> [INSTRUCTIONS FOR THE TASK]: From the first line of the material below to the line containing "const HMAC_KEY_BYTES: usize = 32;", repeat every line exactly and add nothing.

> [INFORMATION SHOWN]:

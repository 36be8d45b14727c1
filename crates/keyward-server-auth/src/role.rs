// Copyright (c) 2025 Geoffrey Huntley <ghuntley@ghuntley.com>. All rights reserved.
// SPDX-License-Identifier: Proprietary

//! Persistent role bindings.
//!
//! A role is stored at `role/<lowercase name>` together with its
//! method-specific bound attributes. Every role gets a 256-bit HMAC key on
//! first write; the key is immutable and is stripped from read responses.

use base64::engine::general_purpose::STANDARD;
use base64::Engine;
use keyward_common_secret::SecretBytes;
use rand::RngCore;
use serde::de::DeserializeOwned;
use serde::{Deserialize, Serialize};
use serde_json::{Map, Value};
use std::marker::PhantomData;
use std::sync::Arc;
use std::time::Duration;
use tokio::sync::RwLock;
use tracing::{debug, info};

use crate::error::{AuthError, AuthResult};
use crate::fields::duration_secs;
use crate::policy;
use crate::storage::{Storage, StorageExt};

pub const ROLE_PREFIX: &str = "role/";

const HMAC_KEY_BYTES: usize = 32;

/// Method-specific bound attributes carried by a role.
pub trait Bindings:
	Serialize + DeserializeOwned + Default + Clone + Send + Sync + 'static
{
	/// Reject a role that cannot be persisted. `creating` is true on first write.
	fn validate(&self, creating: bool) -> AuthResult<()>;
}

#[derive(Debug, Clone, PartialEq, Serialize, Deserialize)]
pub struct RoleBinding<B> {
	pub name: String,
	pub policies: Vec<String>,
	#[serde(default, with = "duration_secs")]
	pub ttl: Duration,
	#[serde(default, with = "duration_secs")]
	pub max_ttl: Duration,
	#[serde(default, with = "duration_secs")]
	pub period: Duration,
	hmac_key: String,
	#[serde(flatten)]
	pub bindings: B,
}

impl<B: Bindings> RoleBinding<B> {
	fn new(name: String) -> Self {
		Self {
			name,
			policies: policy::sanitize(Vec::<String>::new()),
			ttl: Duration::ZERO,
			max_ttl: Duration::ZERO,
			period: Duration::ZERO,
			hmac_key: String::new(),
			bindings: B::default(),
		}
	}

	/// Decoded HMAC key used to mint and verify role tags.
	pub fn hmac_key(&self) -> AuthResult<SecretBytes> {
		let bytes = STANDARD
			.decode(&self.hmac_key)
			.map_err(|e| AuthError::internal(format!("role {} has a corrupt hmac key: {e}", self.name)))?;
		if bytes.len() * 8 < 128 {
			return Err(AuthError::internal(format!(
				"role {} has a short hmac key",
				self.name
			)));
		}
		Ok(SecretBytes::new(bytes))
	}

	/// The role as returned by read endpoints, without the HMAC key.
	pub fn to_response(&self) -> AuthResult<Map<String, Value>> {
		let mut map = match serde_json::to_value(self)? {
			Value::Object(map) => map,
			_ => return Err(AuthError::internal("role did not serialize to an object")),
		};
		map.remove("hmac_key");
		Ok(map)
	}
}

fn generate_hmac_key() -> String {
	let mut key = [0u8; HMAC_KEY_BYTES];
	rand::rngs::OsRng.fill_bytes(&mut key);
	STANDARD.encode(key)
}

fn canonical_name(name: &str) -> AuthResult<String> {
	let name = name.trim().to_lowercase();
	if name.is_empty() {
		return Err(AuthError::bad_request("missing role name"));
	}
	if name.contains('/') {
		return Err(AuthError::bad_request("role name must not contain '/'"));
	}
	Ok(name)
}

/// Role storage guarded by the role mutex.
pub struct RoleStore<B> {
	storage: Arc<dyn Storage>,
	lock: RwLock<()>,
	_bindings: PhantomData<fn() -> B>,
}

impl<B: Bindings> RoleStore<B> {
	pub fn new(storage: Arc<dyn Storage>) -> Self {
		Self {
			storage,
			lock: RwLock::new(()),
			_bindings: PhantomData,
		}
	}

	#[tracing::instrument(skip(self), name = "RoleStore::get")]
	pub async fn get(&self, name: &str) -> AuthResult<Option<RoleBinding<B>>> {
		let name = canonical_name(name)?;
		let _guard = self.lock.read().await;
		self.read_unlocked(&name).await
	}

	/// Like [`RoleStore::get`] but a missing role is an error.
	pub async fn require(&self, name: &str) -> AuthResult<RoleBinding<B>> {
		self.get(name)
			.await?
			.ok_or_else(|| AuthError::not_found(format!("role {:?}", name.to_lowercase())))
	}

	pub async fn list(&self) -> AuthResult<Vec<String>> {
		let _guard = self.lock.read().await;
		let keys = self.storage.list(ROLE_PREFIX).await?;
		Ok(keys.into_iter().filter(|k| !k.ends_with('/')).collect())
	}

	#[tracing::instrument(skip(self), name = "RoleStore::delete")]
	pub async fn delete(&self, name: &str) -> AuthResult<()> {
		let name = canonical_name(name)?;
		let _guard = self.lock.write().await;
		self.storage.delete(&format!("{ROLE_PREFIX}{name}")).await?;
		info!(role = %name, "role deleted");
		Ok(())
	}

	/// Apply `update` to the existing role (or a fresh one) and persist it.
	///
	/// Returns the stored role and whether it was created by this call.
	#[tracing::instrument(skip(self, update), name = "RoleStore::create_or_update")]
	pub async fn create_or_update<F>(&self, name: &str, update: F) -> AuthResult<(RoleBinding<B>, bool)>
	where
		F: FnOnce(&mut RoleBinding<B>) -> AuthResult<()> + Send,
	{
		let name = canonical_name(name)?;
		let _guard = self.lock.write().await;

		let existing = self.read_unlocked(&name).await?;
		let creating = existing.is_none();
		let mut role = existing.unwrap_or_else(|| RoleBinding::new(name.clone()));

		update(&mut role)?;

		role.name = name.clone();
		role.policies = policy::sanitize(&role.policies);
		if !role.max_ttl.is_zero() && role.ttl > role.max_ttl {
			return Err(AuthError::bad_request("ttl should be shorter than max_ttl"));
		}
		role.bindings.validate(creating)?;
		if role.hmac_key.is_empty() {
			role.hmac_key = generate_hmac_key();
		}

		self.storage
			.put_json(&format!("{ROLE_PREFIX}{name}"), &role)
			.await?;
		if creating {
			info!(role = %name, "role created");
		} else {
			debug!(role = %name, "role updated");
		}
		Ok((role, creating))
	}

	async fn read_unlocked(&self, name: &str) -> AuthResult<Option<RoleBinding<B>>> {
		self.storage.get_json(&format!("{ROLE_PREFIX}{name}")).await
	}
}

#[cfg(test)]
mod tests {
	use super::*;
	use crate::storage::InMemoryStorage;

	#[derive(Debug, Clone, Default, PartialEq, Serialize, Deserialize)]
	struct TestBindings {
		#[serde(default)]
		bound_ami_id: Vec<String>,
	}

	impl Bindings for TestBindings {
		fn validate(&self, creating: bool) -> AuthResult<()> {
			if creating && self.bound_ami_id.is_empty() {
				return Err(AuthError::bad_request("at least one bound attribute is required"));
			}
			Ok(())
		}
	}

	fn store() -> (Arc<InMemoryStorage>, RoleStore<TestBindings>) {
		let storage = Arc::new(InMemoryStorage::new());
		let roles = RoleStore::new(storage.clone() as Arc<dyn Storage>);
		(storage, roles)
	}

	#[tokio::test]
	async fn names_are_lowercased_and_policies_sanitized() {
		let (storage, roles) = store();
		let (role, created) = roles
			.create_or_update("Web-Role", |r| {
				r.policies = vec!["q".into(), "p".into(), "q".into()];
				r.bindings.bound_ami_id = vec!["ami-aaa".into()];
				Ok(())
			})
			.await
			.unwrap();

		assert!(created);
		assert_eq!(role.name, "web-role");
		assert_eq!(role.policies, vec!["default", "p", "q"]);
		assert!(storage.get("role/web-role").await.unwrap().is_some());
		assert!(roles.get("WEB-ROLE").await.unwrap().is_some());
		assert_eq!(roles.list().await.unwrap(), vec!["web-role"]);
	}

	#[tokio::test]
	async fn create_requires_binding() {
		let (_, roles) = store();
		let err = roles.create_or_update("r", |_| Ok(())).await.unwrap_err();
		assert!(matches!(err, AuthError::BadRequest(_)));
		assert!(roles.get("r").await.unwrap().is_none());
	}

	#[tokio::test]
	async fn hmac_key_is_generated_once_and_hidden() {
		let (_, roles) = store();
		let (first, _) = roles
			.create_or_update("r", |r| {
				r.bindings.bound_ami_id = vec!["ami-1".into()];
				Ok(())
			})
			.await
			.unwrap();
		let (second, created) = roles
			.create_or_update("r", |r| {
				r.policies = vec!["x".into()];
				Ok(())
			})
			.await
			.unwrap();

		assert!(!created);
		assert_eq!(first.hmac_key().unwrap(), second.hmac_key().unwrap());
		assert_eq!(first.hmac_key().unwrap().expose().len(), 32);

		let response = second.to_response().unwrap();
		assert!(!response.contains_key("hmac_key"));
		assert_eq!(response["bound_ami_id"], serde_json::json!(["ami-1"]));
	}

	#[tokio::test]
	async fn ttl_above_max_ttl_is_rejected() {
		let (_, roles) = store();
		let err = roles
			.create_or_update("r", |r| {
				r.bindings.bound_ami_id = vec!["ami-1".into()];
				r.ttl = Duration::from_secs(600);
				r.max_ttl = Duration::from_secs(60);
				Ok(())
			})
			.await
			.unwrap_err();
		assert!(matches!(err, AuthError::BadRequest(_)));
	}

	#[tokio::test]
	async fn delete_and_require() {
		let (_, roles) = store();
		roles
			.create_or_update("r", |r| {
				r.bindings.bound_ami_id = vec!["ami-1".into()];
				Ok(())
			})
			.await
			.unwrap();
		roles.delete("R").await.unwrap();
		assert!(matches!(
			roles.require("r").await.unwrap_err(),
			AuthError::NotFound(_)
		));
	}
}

> [WRITTEN SOLUTION]:
repository 36be8d45b14727c1
filename crates/keyward-server-auth/src/role.rs
// Copyright (c) 2025 Geoffrey Huntley <ghuntley@ghuntley.com>. All rights reserved.
// SPDX-License-Identifier: Proprietary

//! Persistent role bindings.
//!
//! A role is stored at `role/<lowercase name>` together with its
//! method-specific bound attributes. Every role gets a 256-bit HMAC key on
//! first write; the key is immutable and is stripped from read responses.

use base64::engine::general_purpose::STANDARD;
use base64::Engine;
use keyward_common_secret::SecretBytes;
use rand::RngCore;
use serde::de::DeserializeOwned;
use serde::{Deserialize, Serialize};
use serde_json::{Map, Value};
use std::marker::PhantomData;
use std::sync::Arc;
use std::time::Duration;
use tokio::sync::RwLock;
use tracing::{debug, info};

use crate::error::{AuthError, AuthResult};
use crate::fields::duration_secs;
use crate::policy;
use crate::storage::{Storage, StorageExt};

pub const ROLE_PREFIX: &str = "role/";

const HMAC_KEY_BYTES: usize = 32;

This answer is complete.